In 1903 Renoir moved to the south of France with the hopes of alleviating his rheumatoid arthritis. Sixteen years later he died. I carried a single bottle of wine to France. A 1997 Joseph Phelps Vineyards Insignia. This was symbolic for a number of reasons. Most importantly when Wirestone, the company I founded with Bryan my travel partner on this trip, completed its first round of venture financing we gave each of our vice presidents, investors and key clients a bottle of 1997 Phelps Insignia. Nearly 4 years later, Bryan and I cracked a bottle in Cagnes-sur-Mer on the grounds of one of the greatest French Impressionists, Pierre-Auguste Renoir.

Some might think this act would be one of heresy. Bryan I thought it was just the right thing to do at the right time. The setting was perfect. The irony abt. And the wine — excellent. To be sure, later that evening we opened a bottle of Grand Cru Burgundy from Gevrey-Chambertin. But for Renoir, nothing but the best of California.

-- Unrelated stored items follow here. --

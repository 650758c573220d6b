//! Lowering of `spargebra` parse trees into the engine's algebra.

use crate::expression::{Expression, Function, OrderExpression};
use crate::graph_pattern::{
    GraphPattern, NamedNodePattern, PropertyPath, TermPattern, TriplePattern,
};
use crate::query::{Query, QueryForm};
use rdf_quarry_model::{vocab, BlankNode, Literal, NamedNode, Variable};
use spargebra::algebra as alg;
use spargebra::term;

/// An error raised while turning query text into algebra.
#[derive(Debug, thiserror::Error)]
#[non_exhaustive]
pub enum QueryParseError {
    #[error(transparent)]
    Syntax(#[from] spargebra::SparqlSyntaxError),
    /// The query parsed but uses a feature outside the supported fragment.
    #[error("unsupported query feature: {0}")]
    Unsupported(String),
}

fn unsupported(what: impl Into<String>) -> QueryParseError {
    QueryParseError::Unsupported(what.into())
}

pub(crate) fn lower_query(query: &spargebra::Query) -> Result<Query, QueryParseError> {
    match query {
        spargebra::Query::Select { pattern, .. } => Ok(Query::new(
            QueryForm::Select,
            lower_pattern(pattern)?,
        )),
        spargebra::Query::Ask { pattern, .. } => {
            Ok(Query::new(QueryForm::Ask, lower_pattern(pattern)?))
        }
        spargebra::Query::Construct { .. } => Err(unsupported("CONSTRUCT queries")),
        spargebra::Query::Describe { .. } => Err(unsupported("DESCRIBE queries")),
    }
}

fn lower_pattern(pattern: &alg::GraphPattern) -> Result<GraphPattern, QueryParseError> {
    Ok(match pattern {
        alg::GraphPattern::Bgp { patterns } => GraphPattern::Bgp {
            patterns: patterns
                .iter()
                .map(lower_triple_pattern)
                .collect::<Result<_, _>>()?,
        },
        alg::GraphPattern::Path {
            subject,
            path,
            object,
        } => GraphPattern::Path {
            subject: lower_term_pattern(subject)?,
            path: lower_path(path),
            object: lower_term_pattern(object)?,
        },
        alg::GraphPattern::Join { left, right } => {
            let left = lower_pattern(left)?;
            let right = lower_pattern(right)?;
            // Operands with no variable in common can never constrain each
            // other, so the join is really a cross product.
            if left
                .visible_variables()
                .is_disjoint(&right.visible_variables())
            {
                GraphPattern::Product {
                    left: Box::new(left),
                    right: Box::new(right),
                }
            } else {
                GraphPattern::Join {
                    left: Box::new(left),
                    right: Box::new(right),
                }
            }
        }
        alg::GraphPattern::LeftJoin {
            left,
            right,
            expression,
        } => GraphPattern::LeftJoin {
            left: Box::new(lower_pattern(left)?),
            right: Box::new(lower_pattern(right)?),
            expression: expression.as_ref().map(lower_expression).transpose()?,
        },
        alg::GraphPattern::Filter { expr, inner } => GraphPattern::Filter {
            expression: lower_expression(expr)?,
            inner: Box::new(lower_pattern(inner)?),
        },
        alg::GraphPattern::Union { left, right } => GraphPattern::Union {
            left: Box::new(lower_pattern(left)?),
            right: Box::new(lower_pattern(right)?),
        },
        alg::GraphPattern::Graph { name, inner } => GraphPattern::Graph {
            name: lower_named_node_pattern(name),
            inner: Box::new(lower_pattern(inner)?),
        },
        alg::GraphPattern::Extend {
            inner,
            variable,
            expression,
        } => GraphPattern::Extend {
            inner: Box::new(lower_pattern(inner)?),
            variable: lower_variable(variable),
            expression: lower_expression(expression)?,
        },
        alg::GraphPattern::Minus { left, right } => GraphPattern::Minus {
            left: Box::new(lower_pattern(left)?),
            right: Box::new(lower_pattern(right)?),
        },
        alg::GraphPattern::Project { inner, variables } => GraphPattern::Project {
            inner: Box::new(lower_pattern(inner)?),
            variables: variables.iter().map(lower_variable).collect(),
        },
        alg::GraphPattern::Service {
            name,
            inner,
            silent,
        } => GraphPattern::Service {
            name: lower_named_node_pattern(name),
            inner: Box::new(lower_pattern(inner)?),
            silent: *silent,
        },
        alg::GraphPattern::Distinct { inner } => GraphPattern::Distinct {
            inner: Box::new(lower_pattern(inner)?),
        },
        alg::GraphPattern::Reduced { inner } => GraphPattern::Reduced {
            inner: Box::new(lower_pattern(inner)?),
        },
        alg::GraphPattern::Slice {
            inner,
            start,
            length,
        } => GraphPattern::Slice {
            inner: Box::new(lower_pattern(inner)?),
            start: *start,
            length: *length,
        },
        alg::GraphPattern::OrderBy { inner, expression } => GraphPattern::OrderBy {
            inner: Box::new(lower_pattern(inner)?),
            expression: expression
                .iter()
                .map(lower_order_expression)
                .collect::<Result<_, _>>()?,
        },
        pattern => return Err(unsupported(format!("{pattern:?}"))),
    })
}

fn lower_triple_pattern(pattern: &term::TriplePattern) -> Result<TriplePattern, QueryParseError> {
    Ok(TriplePattern {
        subject: lower_term_pattern(&pattern.subject)?,
        predicate: lower_named_node_pattern(&pattern.predicate),
        object: lower_term_pattern(&pattern.object)?,
    })
}

fn lower_term_pattern(pattern: &term::TermPattern) -> Result<TermPattern, QueryParseError> {
    Ok(match pattern {
        term::TermPattern::NamedNode(n) => TermPattern::NamedNode(lower_named_node(n)),
        term::TermPattern::BlankNode(n) => {
            TermPattern::BlankNode(BlankNode::new(n.as_str()))
        }
        term::TermPattern::Literal(l) => TermPattern::Literal(lower_literal(l)),
        term::TermPattern::Variable(v) => TermPattern::Variable(lower_variable(v)),
    })
}

fn lower_named_node_pattern(pattern: &term::NamedNodePattern) -> NamedNodePattern {
    match pattern {
        term::NamedNodePattern::NamedNode(n) => NamedNodePattern::NamedNode(lower_named_node(n)),
        term::NamedNodePattern::Variable(v) => NamedNodePattern::Variable(lower_variable(v)),
    }
}

fn lower_path(path: &alg::PropertyPathExpression) -> PropertyPath {
    match path {
        alg::PropertyPathExpression::NamedNode(n) => PropertyPath::Predicate(lower_named_node(n)),
        alg::PropertyPathExpression::Reverse(p) => PropertyPath::Reverse(Box::new(lower_path(p))),
        alg::PropertyPathExpression::Sequence(a, b) => {
            PropertyPath::Sequence(Box::new(lower_path(a)), Box::new(lower_path(b)))
        }
        alg::PropertyPathExpression::Alternative(a, b) => {
            PropertyPath::Alternative(Box::new(lower_path(a)), Box::new(lower_path(b)))
        }
        alg::PropertyPathExpression::ZeroOrOne(p) => {
            PropertyPath::ZeroOrOne(Box::new(lower_path(p)))
        }
        alg::PropertyPathExpression::ZeroOrMore(p) => {
            PropertyPath::ZeroOrMore(Box::new(lower_path(p)))
        }
        alg::PropertyPathExpression::OneOrMore(p) => {
            PropertyPath::OneOrMore(Box::new(lower_path(p)))
        }
        alg::PropertyPathExpression::NegatedPropertySet(ps) => {
            PropertyPath::NegatedPropertySet(ps.iter().map(lower_named_node).collect())
        }
    }
}

fn lower_expression(expression: &alg::Expression) -> Result<Expression, QueryParseError> {
    fn binary(
        ctor: fn(Box<Expression>, Box<Expression>) -> Expression,
        a: &alg::Expression,
        b: &alg::Expression,
    ) -> Result<Expression, QueryParseError> {
        Ok(ctor(
            Box::new(lower_expression(a)?),
            Box::new(lower_expression(b)?),
        ))
    }
    match expression {
        alg::Expression::NamedNode(n) => Ok(Expression::NamedNode(lower_named_node(n))),
        alg::Expression::Literal(l) => Ok(Expression::Literal(lower_literal(l))),
        alg::Expression::Variable(v) => Ok(Expression::Variable(lower_variable(v))),
        alg::Expression::Or(a, b) => binary(Expression::Or, a, b),
        alg::Expression::And(a, b) => binary(Expression::And, a, b),
        alg::Expression::Not(inner) => Ok(Expression::Not(Box::new(lower_expression(inner)?))),
        alg::Expression::Equal(a, b) => binary(Expression::Equal, a, b),
        alg::Expression::SameTerm(a, b) => binary(Expression::SameTerm, a, b),
        alg::Expression::Greater(a, b) => binary(Expression::Greater, a, b),
        alg::Expression::GreaterOrEqual(a, b) => binary(Expression::GreaterOrEqual, a, b),
        alg::Expression::Less(a, b) => binary(Expression::Less, a, b),
        alg::Expression::LessOrEqual(a, b) => binary(Expression::LessOrEqual, a, b),
        alg::Expression::Add(a, b) => binary(Expression::Add, a, b),
        alg::Expression::Subtract(a, b) => binary(Expression::Subtract, a, b),
        alg::Expression::Multiply(a, b) => binary(Expression::Multiply, a, b),
        alg::Expression::Divide(a, b) => binary(Expression::Divide, a, b),
        alg::Expression::UnaryPlus(inner) => lower_expression(inner),
        alg::Expression::UnaryMinus(inner) => {
            Ok(Expression::UnaryMinus(Box::new(lower_expression(inner)?)))
        }
        alg::Expression::Bound(v) => Ok(Expression::Bound(lower_variable(v))),
        alg::Expression::FunctionCall(function, args) => {
            let function = lower_function(function)?;
            let args = args
                .iter()
                .map(lower_expression)
                .collect::<Result<_, _>>()?;
            Ok(Expression::FunctionCall(function, args))
        }
        expression => Err(unsupported(format!("{expression:?}"))),
    }
}

fn lower_function(function: &alg::Function) -> Result<Function, QueryParseError> {
    Ok(match function {
        alg::Function::Str => Function::Str,
        alg::Function::Lang => Function::Lang,
        alg::Function::LangMatches => Function::LangMatches,
        alg::Function::Datatype => Function::Datatype,
        alg::Function::Contains => Function::Contains,
        alg::Function::StrStarts => Function::StrStarts,
        alg::Function::StrEnds => Function::StrEnds,
        alg::Function::Concat => Function::Concat,
        alg::Function::SubStr => Function::SubStr,
        alg::Function::StrLen => Function::StrLen,
        alg::Function::UCase => Function::UCase,
        alg::Function::LCase => Function::LCase,
        alg::Function::IsIri => Function::IsIri,
        alg::Function::IsBlank => Function::IsBlank,
        alg::Function::IsLiteral => Function::IsLiteral,
        function => return Err(unsupported(format!("function {function}"))),
    })
}

fn lower_order_expression(
    expression: &alg::OrderExpression,
) -> Result<OrderExpression, QueryParseError> {
    Ok(match expression {
        alg::OrderExpression::Asc(e) => OrderExpression::Asc(lower_expression(e)?),
        alg::OrderExpression::Desc(e) => OrderExpression::Desc(lower_expression(e)?),
    })
}

fn lower_named_node(node: &term::NamedNode) -> NamedNode {
    NamedNode::new(node.as_str())
}

fn lower_variable(variable: &term::Variable) -> Variable {
    Variable::new(variable.as_str())
}

/// `xsd:string`-typed literals without a language tag are represented as
/// plain literals, keeping the plain vs. typed distinction meaningful for
/// terms built programmatically while staying consistent for parsed ones.
fn lower_literal(literal: &term::Literal) -> Literal {
    let (value, datatype, language) = literal.clone().destruct();
    if let Some(language) = language {
        Literal::new_language_tagged(value, language)
    } else {
        match datatype {
            Some(datatype) if datatype.as_str() != vocab::xsd::STRING => {
                Literal::new_typed(value, NamedNode::new(datatype.as_str()))
            }
            _ => Literal::new(value),
        }
    }
}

Traipsing across his estate I was enamored with the gnarly olive trees. Expressing themselves with twisted trunks and limbs, i could only think of Renoir stuck in his wheel chair with arthritis so bad his hands and knuckles grossly deformed and extremely painful. But the beauty of his painting in those final years, and his sculptures and those who came to learn and be inspired and even to inspire the master. I was amazed. Looking over his gardens at the Medieval village of Cagnes, down to the coast to Cannes. And I imagined how the beauty that Renoir captured and while not fair for me to say, but the development, the Auto Route and the nasty 60's-esque architecture that today litters the view that inspired Renoir and so many. But I brought myself back. Walking the grounds and thinking how small those olive trees were in his paintings. And how big and gnarly they were today. Nothing stays the same. But the more it changes…

A must stop for anyone in south of France. Visit Renoir's home and see France at the turn of the century.

Photos: (1) Nudes from Renoir's Cagnes-sur-Mer home and studio; (2) Classic Renoir painting, “Luncheon of the Boating Party”; (3) View from window of Renoirs home of medieval Cagnes; (4) 100+ year old olive tree on Renoir's property in Cagnes-sur-Mer; (5) Renoirs studio nearly as he left it after his death on December 3, 1919; (6) A close up of another gnarly trunk of an old Renoir olive tree.